TASK REQUIREMENTS: Select all lines holding the word "RecordingHeader" from the entries that follow.

Dataset entries:
//! Local-maximum peak detection over the filtered buffer.

use chewtrack_signal_model::Sample;

/// Three-point peak detector.
///
/// Index `i` is a peak when `v[i-1] < v[i] > v[i+1]` and `v[i]` is strictly
/// above the amplitude threshold. Plateaus and shoulders
/// (`v[i-1] == v[i]` or `v[i] == v[i+1]`) are never peaks, and the first
/// and last samples are never eligible.
#[derive(Debug, Clone, Copy)]
pub struct PeakDetector {
    threshold: f64,
}

impl PeakDetector {
    pub fn new(threshold: f64) -> Self {
        Self { threshold }
    }

    pub fn threshold(&self) -> f64 {
        self.threshold
    }

    /// Indices of all peaks in `samples`, ascending.
    pub fn detect(&self, samples: &[Sample]) -> Vec<usize> {
        find_peaks(samples, self.threshold)
    }

    /// The peak samples themselves, in time order.
    pub fn detect_samples(&self, samples: &[Sample]) -> Vec<Sample> {
        self.detect(samples).into_iter().map(|i| samples[i]).collect()
    }
}

/// See [`PeakDetector`].
pub fn find_peaks(samples: &[Sample], threshold: f64) -> Vec<usize> {
    samples
        .windows(3)
        .enumerate()
        .filter(|(_, w)| {
            let (prev, curr, next) = (w[0].value, w[1].value, w[2].value);
            curr > prev && curr > next && curr > threshold
        })
        .map(|(i, _)| i + 1)
        .collect()
}
//! Run the chewing pipeline over a frame log.

use std::path::{Path, PathBuf};

use chewtrack_common::clock::SessionClock;
use chewtrack_common::config::AppConfig;
use chewtrack_processing_core::ChewingPipeline;
use chewtrack_session::{
    drive_source, CycleWriter, JsonlReplaySource, LandmarkSource, MonitoringSession,
    RecordingHeader, SessionSummary,
};
use chewtrack_signal_model::{Peak, PipelineConfig};

use crate::PipelineOverrides;

pub async fn run(
    path: PathBuf,
    config: &AppConfig,
    overrides: &PipelineOverrides,
    record: Option<PathBuf>,
    json: bool,
) -> anyhow::Result<()> {
    if !json {
        println!("Analyzing frames from: {}", path.display());
    }

    let mut source = JsonlReplaySource::open(&path)
        .map_err(|e| anyhow::anyhow!("Failed to load frame log: {e}"))?;
    if !json {
        println!("  Loaded {} frames", source.remaining());
        if let Some(header) = source.header() {
            println!(
                "  Source: {} ({} Hz nominal)",
                header.source, header.nominal_rate_hz
            );
        }
    }

    let record = record.or_else(|| {
        config
            .session
            .record_cycles
            .then(|| default_recording_path(&path))
    });

    let summary = analyze_source(
        &mut source,
        overrides.apply(config.pipeline.clone()),
        config.session.queue_capacity,
        record,
    )
    .await?;

    if json {
        println!("{}", serde_json::to_string_pretty(&*summary.last)?);
    } else {
        print_summary(&summary);
    }
    Ok(())
}

/// Feed every frame of `source` through a fresh monitoring session.
pub async fn analyze_source<S>(
    source: &mut S,
    pipeline_config: PipelineConfig,
    queue_capacity: usize,
    record: Option<PathBuf>,
) -> anyhow::Result<SessionSummary>
where
    S: LandmarkSource + ?Sized,
{
    let pipeline = ChewingPipeline::new(pipeline_config)
        .map_err(|e| anyhow::anyhow!("Invalid pipeline options: {e}"))?;

    let mut session = MonitoringSession::new(pipeline.clone()).with_queue_capacity(queue_capacity);
    if let Some(path) = &record {
        let clock = SessionClock::start();
        let header = RecordingHeader::new(clock.epoch_wall(), source.name(), pipeline.config().clone());
        let writer = CycleWriter::new(path, &header)
            .map_err(|e| anyhow::anyhow!("Failed to create recording: {e}"))?;
        session = session.with_recorder(writer);
    }

    let handle = session.start();
    let fed = drive_source(source, &handle).await;
    let summary = handle
        .finish()
        .await
        .map_err(|e| anyhow::anyhow!("Session failed: {e}"))?;
    fed.map_err(|e| anyhow::anyhow!("Failed to feed frames: {e}"))?;

    if let Some(path) = record {
        tracing::info!(path = %path.display(), "Cycle recording written");
    }
    Ok(summary)
}

fn default_recording_path(frames: &Path) -> PathBuf {
    let stem = frames
        .file_stem()
        .map(|s| s.to_string_lossy().into_owned())
        .unwrap_or_else(|| "frames".to_string());
    frames.with_file_name(format!("{stem}.cycles.jsonl"))
}

pub fn print_summary(summary: &SessionSummary) {
    let snapshot = &summary.last;

    println!(
        "  Processed {} cycles ({} frames, {} dropped)",
        summary.cycles, summary.frames, summary.dropped
    );
    if let Some(last) = snapshot.raw.last() {
        println!(
            "  Signal duration: {}",
            SessionClock::format_elapsed(last.time_ns)
        );
    }
    match snapshot.sample_rate_hz {
        Some(rate) => println!("  Sample rate: {rate:.1} Hz"),
        None => println!("  Sample rate: unknown (still warming up)"),
    }

    println!("\nAccepted peaks: {}", snapshot.peaks.filtered.len());
    print_peaks(&snapshot.peaks.filtered);
    println!("Rejected peaks (eye movement): {}", snapshot.peaks.removed.len());
    print_peaks(&snapshot.peaks.removed);

    match snapshot.frequency_hz {
        Some(hz) => println!("\nChewing frequency: {hz:.2} Hz ({:.0} per minute)", hz * 60.0),
        None => println!("\nChewing frequency: not enough accepted peaks"),
    }
}

fn print_peaks(peaks: &[Peak]) {
    for peak in peaks {
        let correlation = peak.correlation_text();
        println!(
            "    t={:>8.3}s  value={:>7.3}  corr={}",
            SessionClock::ns_to_secs(peak.time_ns),
            peak.value,
            if correlation.is_empty() { "-" } else { correlation.as_str() }
        );
    }
}
//! Tracing setup for chewtrack binaries.
//!
//! Events go to stderr so that machine-readable output on stdout (for
//! example `analyze --json`) stays clean.

use tracing_subscriber::{fmt, EnvFilter};

use crate::config::LoggingConfig;

/// Targets that follow the configured level. Everything else logs warnings only.
const CHEWTRACK_TARGETS: &[&str] = &[
    "chewtrack",
    "chewtrack_common",
    "chewtrack_processing_core",
    "chewtrack_session",
];

/// Filter directive for the configured level.
///
/// A plain level such as `info` applies to the chewtrack crates only. A level
/// that already carries directives (`target=level` or a list) is used as-is.
/// `verbose` raises the chewtrack crates to `debug`.
pub fn filter_directive(config: &LoggingConfig, verbose: bool) -> String {
    let level = config.level.trim();
    if !verbose && (level.contains('=') || level.contains(',')) {
        return level.to_string();
    }

    let level = match (verbose, level.is_empty()) {
        (true, _) => "debug",
        (false, true) => "info",
        (false, false) => level,
    };
    std::iter::once("warn".to_string())
        .chain(CHEWTRACK_TARGETS.iter().map(|t| format!("{t}={level}")))
        .collect::<Vec<_>>()
        .join(",")
}

/// Install the global subscriber. `RUST_LOG` takes precedence over the
/// configuration. Returns `false` if a subscriber was already installed.
pub fn init_logging(config: &LoggingConfig, verbose: bool) -> bool {
    let env_filter = EnvFilter::try_from_default_env()
        .unwrap_or_else(|_| EnvFilter::new(filter_directive(config, verbose)));

    let builder = fmt()
        .with_env_filter(env_filter)
        .with_writer(std::io::stderr);

    let installed = if config.json {
        builder.json().try_init()
    } else {
        builder.with_target(verbose).try_init()
    };
    installed.is_ok()
}

#[cfg(test)]
mod tests {
    use super::*;

    fn logging(level: &str) -> LoggingConfig {
        LoggingConfig {
            level: level.to_string(),
            json: false,
        }
    }

    #[test]
    fn test_plain_level_scopes_to_chewtrack_crates() {
        let directive = filter_directive(&logging("info"), false);
        assert!(directive.starts_with("warn,"));
        assert!(directive.contains("chewtrack_session=info"));
        assert!(directive.contains("chewtrack=info"));
    }

    #[test]
    fn test_custom_directive_is_kept() {
        let level = "chewtrack_processing_core=trace,warn";
        assert_eq!(filter_directive(&logging(level), false), level);
    }

    #[test]
    fn test_verbose_raises_to_debug() {
        let directive = filter_directive(&logging("chewtrack_session=trace"), true);
        assert!(directive.contains("chewtrack_processing_core=debug"));
        assert!(!directive.contains("trace"));
        assert!(filter_directive(&logging(""), false).contains("chewtrack_common=info"));
    }
}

WRITTEN REPLY:
    RecordingHeader, SessionSummary,
        let header = RecordingHeader::new(clock.epoch_wall(), source.name(), pipeline.config().clone());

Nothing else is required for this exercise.